Smoked Crack-Back Chicken Recipe
A cool technique for making a whole smoked chicken
Ask any French chef worth his toque what his favorite meal is, and the answer will be a perfect roast chicken served with a laboriously prepared sauce. The secret is roasting the bones and caramelizing the juices that are then extracted in the lengthy stock-making process. Take my word for it, I haven’t met many home cooks who go to such lengths. In fact, most restaurant chefs don’t either, leaving that task to the lower ranks of their kitchen brigade.
My solution is to crack the bones of the intact chicken, then stab it repeatedly. The result looks like a chicken that ran into a truck. But by cracking the bones and stabbing, I can smoke the chicken whole and still get the flavor-rich juices from the bones.
I put the bird in a cast-iron pan in a smoker, so that instead of losing the fat, flavor, and juices to the coals, they collect in the bottom of the pan. Then I use them to baste and glaze the chicken to produce a crust as deeply flavored and crispy as any Parisian pullet. The brine adds flavor, of course, but it also preserves moisture, which is critical to keep the white meat from drying out while the longer-cooking dark meat finishes.
- Make the brine: combine all brine ingredients in a large saucepan and bring to a boil over high heat. Transfer to a bowl or other container and allow to cool, then refrigerate overnight before using.

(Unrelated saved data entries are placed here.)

// wellmatrix - main.rs
//
// Command-line entry point. Handles:
// 1. CLI argument parsing
// 2. Run configuration loading (config file + CLI overrides)
// 3. Logging initialisation (debug mode support)
// 4. Aggregation and export of the matrix / report

use clap::Parser;
use std::path::{Path, PathBuf};
use wellmatrix::app::run::{run_aggregation, AggregationOutput};
use wellmatrix::core::export::{self, RunReport};
use wellmatrix::platform::config::{self, PlatformPaths, RawConfig, RunConfig};
use wellmatrix::util::error::{ConfigError, ExportError, WellMatrixError};
use wellmatrix::util::{self, constants};

/// wellmatrix - aggregate per-folder microscopy measurements into a
/// NaN-padded observations x groups matrix.
///
/// Group folders sit directly under ROOT; measurement files live in leaf
/// folders two levels below each group.
#[derive(Parser, Debug)]
#[command(name = "wellmatrix", version, about)]
struct Cli {
    /// Root folder to aggregate (overrides [scan] root).
    root: Option<PathBuf>,

    /// Run configuration file (defaults to the platform config directory).
    #[arg(short = 'c', long = "config")]
    config: Option<PathBuf>,

    /// Write the matrix CSV here instead of stdout.
    #[arg(short = 'o', long = "output")]
    output: Option<PathBuf>,

    /// Write a JSON report with records and summaries.
    #[arg(short = 'r', long = "report")]
    report: Option<PathBuf>,

    /// Rescale each column to [0, 1].
    #[arg(long)]
    rescale: bool,

    /// Drop values outside each column's 10th-90th percentile window.
    #[arg(long = "remove-outliers")]
    remove_outliers: bool,

    /// Enable debug logging (equivalent to RUST_LOG=debug).
    #[arg(short = 'd', long = "debug")]
    debug: bool,
}

fn main() {
    let cli = Cli::parse();

    let raw = match load_raw(&cli) {
        Ok(raw) => raw,
        Err(e) => fail(&e.into()),
    };

    util::logging::init(cli.debug, raw.logging.level.as_deref());
    tracing::info!(
        version = constants::APP_VERSION,
        debug = cli.debug,
        "wellmatrix starting"
    );

    let config = match apply_overrides(raw, &cli).validate() {
        Ok(c) => c,
        Err(e) => fail(&e.into()),
    };

    let output = match run_aggregation(&config) {
        Ok(o) => o,
        Err(e) => fail(&e),
    };

    for warning in &output.warnings {
        tracing::warn!(warning = %warning, "Run warning");
    }

    if let Err(e) = write_outputs(&config, &output) {
        fail(&e.into());
    }
}

/// Explicit `--config` must exist; the platform default is optional.
fn load_raw(cli: &Cli) -> Result<RawConfig, ConfigError> {
    match &cli.config {
        Some(path) => config::read_raw_config(path),
        None => {
            let path = PlatformPaths::resolve().default_config_file();
            if path.exists() {
                config::read_raw_config(&path)
            } else {
                Ok(RawConfig::default())
            }
        }
    }
}

fn apply_overrides(mut raw: RawConfig, cli: &Cli) -> RawConfig {
    if let Some(root) = &cli.root {
        raw.scan.root = Some(root.clone());
    }
    if let Some(output) = &cli.output {
        raw.output.matrix_csv = Some(output.clone());
    }
    if let Some(report) = &cli.report {
        raw.output.report_json = Some(report.clone());
    }
    if cli.rescale {
        raw.postprocess.rescale = Some(true);
    }
    if cli.remove_outliers {
        raw.postprocess.remove_outliers = Some(true);
    }
    raw
}

fn write_outputs(config: &RunConfig, output: &AggregationOutput) -> Result<(), ExportError> {
    match &config.matrix_csv {
        Some(path) => {
            let file = create(path)?;
            let rows = export::export_matrix_csv(&output.matrix, file, path)?;
            tracing::info!(path = %path.display(), rows, "Matrix written");
        }
        None => {
            let stdout = std::io::stdout().lock();
            export::export_matrix_csv(&output.matrix, stdout, Path::new("<stdout>"))?;
        }
    }

    if let Some(path) = &config.report_json {
        let report = RunReport {
            generated_at: chrono::Utc::now(),
            app_version: constants::APP_VERSION,
            root: &config.root,
            mode: config.mode.label(),
            matrix: &output.matrix,
            summaries: &output.summaries,
            groups: &output.groups,
            orphans: &output.orphans,
            warnings: &output.warnings,
        };
        let file = create(path)?;
        export::export_report_json(&report, file, path)?;
        tracing::info!(path = %path.display(), "Report written");
    }
    Ok(())
}

fn create(path: &Path) -> Result<std::io::BufWriter<std::fs::File>, ExportError> {
    std::fs::File::create(path)
        .map(std::io::BufWriter::new)
        .map_err(|e| ExportError::Io {
            path: path.to_path_buf(),
            source: e,
        })
}

fn fail(error: &WellMatrixError) -> ! {
    tracing::error!(error = %error, "Run failed");
    eprintln!("Error: {error}");
    std::process::exit(1);
}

- Make the Herbes de Provence Baste: Combine all the ingredients for the fat baste in a 2-quart saucepan and bring just to a simmer; remove from the heat. Refrigerate in a tightly sealed container for 1 to 2 days (reheat over low heat to melt the butter before using).
- Crack the back of the chicken by placing it on its side and pressing down on it. Then, holding the breast, tap and lightly smash the back of the chicken until it feels like a tight bag of marbles. Insert a thin sharp knife into the back of the chicken to make about 10 evenly spaced holes, pushing the knife through the carcass and twisting it.
- Put the chicken in a large heavy-duty plastic bag or a bowl and add the brine. Seal the bag or cover the bowl and refrigerate for 24 hours.
- Put a large cast-iron skillet in a smoker and preheat the smoker to 350°F.
- Remove the chicken from the brine (discard the brine) and, while it is still moist, season it all over with the seasoning blend (store the remainer in a jar with a tight-fitting lid), working it in with your hands. Truss the chicken.
- Using the herb brush, moisten the chicken on all sides with some of the fat portion of the baste. Add the acid component to the remaining baste and set aside.
- Put the chicken breast side up in the preheated skillet and smoke for 10 minutes. Turn it on its side, baste lightly, and cook for 10 minutes. Turn it onto the other side, baste lightly, and cook for another 10 minutes.
- Turn the chicken breast side up and scatter the vegetables and herbs around it. Cook for 20 minutes.
- Add the white wine to the pan and cook for 10 minutes, or until the internal temperature of the thigh registers 160°F on an instant-read thermometer. Transfer the chicken to a platter (set the pan aside) and allow to rest for 10 to 15 minutes.
- Meanwhile, boil the pan juices over medium heat until reduced to a glaze. Add the chicken stock and boil until reduced by half. Swirl in the butter piece by piece, then pass the sauce through a fine strainer into a sauceboat or small serving bowl. Stir in the chopped parsley.
- Serve the chicken, whole or cut up, sprinkled with the lemon thyme salt. Pass the sauce at the table.